▶ **EXERCISE**: Among the entries below, please repeat exactly and only the lines from the line containing "let get = Message::Get" to the line containing "assert_eq!(obj.id, node);", both lines included.

▶ **DATA FOR THIS EXERCISE**:

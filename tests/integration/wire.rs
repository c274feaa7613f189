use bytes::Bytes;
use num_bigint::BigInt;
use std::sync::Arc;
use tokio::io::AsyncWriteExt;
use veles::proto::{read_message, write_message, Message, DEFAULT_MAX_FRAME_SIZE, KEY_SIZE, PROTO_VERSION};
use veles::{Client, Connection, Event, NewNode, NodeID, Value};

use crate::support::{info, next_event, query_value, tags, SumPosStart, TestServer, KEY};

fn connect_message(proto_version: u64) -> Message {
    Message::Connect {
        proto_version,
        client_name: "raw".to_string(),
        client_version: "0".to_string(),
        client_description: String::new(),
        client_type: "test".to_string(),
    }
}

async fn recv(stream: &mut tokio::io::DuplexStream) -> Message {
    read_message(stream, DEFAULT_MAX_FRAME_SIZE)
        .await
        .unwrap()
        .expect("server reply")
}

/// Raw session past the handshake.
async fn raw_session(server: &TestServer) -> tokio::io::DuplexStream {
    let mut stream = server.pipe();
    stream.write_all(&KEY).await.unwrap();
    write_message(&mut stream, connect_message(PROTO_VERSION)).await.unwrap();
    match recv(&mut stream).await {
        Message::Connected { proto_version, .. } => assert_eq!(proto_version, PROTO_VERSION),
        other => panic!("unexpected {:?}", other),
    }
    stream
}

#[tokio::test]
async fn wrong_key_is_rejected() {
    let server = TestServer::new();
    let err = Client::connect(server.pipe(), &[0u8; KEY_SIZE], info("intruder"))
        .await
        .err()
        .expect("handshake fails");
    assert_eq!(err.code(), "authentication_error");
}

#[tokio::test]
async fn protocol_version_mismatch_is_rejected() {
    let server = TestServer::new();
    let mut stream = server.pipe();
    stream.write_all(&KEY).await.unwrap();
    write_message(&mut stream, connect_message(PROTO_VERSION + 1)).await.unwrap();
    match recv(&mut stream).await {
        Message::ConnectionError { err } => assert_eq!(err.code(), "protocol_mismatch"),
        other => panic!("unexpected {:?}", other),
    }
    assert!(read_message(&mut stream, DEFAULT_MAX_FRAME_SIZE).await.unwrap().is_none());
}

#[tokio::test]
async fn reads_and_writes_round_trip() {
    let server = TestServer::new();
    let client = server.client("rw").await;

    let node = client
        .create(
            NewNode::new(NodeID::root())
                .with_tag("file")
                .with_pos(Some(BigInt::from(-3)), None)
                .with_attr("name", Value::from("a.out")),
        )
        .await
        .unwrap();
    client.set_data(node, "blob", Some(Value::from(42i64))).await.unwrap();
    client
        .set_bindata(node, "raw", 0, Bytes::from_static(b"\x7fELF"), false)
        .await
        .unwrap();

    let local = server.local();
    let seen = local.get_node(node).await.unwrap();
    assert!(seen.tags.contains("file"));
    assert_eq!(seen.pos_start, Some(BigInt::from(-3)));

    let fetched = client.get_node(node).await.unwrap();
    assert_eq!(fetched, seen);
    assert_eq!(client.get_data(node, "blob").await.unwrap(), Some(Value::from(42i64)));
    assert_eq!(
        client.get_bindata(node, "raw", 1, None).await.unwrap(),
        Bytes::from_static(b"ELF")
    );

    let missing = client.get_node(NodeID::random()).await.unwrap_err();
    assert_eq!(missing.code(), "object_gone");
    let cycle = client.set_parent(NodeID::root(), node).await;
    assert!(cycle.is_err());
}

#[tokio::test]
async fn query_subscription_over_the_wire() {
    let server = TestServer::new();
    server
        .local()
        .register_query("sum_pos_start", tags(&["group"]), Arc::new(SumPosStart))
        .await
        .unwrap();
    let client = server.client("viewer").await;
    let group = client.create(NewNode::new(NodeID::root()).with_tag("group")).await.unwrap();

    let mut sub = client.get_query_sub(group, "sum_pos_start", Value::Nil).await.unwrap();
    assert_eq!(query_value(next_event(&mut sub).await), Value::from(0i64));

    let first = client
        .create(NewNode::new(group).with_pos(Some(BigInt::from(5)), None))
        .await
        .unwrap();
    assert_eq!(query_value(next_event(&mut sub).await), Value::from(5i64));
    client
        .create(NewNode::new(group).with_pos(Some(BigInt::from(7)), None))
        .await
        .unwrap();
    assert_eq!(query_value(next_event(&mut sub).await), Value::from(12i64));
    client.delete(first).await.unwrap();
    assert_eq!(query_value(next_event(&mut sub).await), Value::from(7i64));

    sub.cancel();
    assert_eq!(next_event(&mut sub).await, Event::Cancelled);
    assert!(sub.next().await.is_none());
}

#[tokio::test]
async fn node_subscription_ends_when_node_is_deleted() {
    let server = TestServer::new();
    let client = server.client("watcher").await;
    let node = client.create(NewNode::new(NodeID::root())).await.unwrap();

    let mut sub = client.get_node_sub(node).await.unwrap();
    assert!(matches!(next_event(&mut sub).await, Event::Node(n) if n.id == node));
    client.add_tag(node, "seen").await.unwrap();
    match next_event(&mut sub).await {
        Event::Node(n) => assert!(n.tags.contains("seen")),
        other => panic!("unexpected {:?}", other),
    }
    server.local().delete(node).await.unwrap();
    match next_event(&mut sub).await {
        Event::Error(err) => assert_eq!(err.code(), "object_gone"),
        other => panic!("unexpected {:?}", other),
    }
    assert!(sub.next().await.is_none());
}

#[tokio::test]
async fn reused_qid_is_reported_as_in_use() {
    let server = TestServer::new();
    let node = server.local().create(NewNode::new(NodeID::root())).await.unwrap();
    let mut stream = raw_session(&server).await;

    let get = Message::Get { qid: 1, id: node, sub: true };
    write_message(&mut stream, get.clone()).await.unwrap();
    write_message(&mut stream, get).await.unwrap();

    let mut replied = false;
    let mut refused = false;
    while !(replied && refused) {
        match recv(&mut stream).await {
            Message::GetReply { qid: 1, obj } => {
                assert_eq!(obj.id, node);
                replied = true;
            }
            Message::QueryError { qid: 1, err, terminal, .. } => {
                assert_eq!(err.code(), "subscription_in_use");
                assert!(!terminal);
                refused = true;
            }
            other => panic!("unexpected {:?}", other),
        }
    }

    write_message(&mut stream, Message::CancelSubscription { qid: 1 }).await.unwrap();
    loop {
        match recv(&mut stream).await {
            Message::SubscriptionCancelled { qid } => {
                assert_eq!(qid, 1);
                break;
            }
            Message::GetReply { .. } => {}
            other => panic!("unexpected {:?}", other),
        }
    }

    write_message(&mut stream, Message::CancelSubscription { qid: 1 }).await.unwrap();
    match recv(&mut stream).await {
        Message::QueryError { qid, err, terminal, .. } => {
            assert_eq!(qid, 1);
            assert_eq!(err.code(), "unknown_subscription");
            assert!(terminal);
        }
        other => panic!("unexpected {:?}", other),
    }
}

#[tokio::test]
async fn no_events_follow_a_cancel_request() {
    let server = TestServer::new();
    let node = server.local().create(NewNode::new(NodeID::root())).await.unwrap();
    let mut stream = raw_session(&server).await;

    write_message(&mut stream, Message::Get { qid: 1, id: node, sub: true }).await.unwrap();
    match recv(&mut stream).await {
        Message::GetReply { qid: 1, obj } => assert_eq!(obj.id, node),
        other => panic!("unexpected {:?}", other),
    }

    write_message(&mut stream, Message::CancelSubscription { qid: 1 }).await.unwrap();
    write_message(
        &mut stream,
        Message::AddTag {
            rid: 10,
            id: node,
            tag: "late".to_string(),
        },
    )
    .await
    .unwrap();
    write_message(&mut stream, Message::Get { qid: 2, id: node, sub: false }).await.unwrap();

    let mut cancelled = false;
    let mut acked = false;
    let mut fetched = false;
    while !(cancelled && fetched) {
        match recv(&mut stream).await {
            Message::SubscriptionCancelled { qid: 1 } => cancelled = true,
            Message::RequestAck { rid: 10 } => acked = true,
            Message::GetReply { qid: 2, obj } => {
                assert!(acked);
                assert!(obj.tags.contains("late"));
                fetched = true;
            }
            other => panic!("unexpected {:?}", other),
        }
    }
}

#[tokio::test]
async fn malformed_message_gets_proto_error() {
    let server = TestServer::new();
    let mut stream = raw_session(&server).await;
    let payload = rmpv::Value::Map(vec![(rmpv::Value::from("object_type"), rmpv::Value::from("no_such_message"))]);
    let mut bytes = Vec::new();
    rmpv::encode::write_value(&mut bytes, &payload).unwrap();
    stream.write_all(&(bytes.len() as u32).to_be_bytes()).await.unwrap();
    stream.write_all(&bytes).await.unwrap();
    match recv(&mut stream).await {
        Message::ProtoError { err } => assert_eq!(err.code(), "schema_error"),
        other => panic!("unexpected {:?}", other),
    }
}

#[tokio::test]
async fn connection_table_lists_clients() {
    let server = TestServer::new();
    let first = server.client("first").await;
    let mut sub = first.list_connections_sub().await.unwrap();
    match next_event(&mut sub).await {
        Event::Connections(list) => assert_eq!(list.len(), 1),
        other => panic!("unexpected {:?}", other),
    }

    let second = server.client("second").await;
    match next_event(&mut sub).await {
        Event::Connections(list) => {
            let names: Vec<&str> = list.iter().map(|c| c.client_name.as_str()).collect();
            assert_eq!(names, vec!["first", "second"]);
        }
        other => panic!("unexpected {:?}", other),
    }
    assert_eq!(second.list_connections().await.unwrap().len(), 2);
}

▶ **SOLUTION FOR THIS PROBLEM**:
    let get = Message::Get { qid: 1, id: node, sub: true };
    write_message(&mut stream, get.clone()).await.unwrap();
    write_message(&mut stream, get).await.unwrap();

    let mut replied = false;
    let mut refused = false;
    while !(replied && refused) {
        match recv(&mut stream).await {
            Message::GetReply { qid: 1, obj } => {
                assert_eq!(obj.id, node);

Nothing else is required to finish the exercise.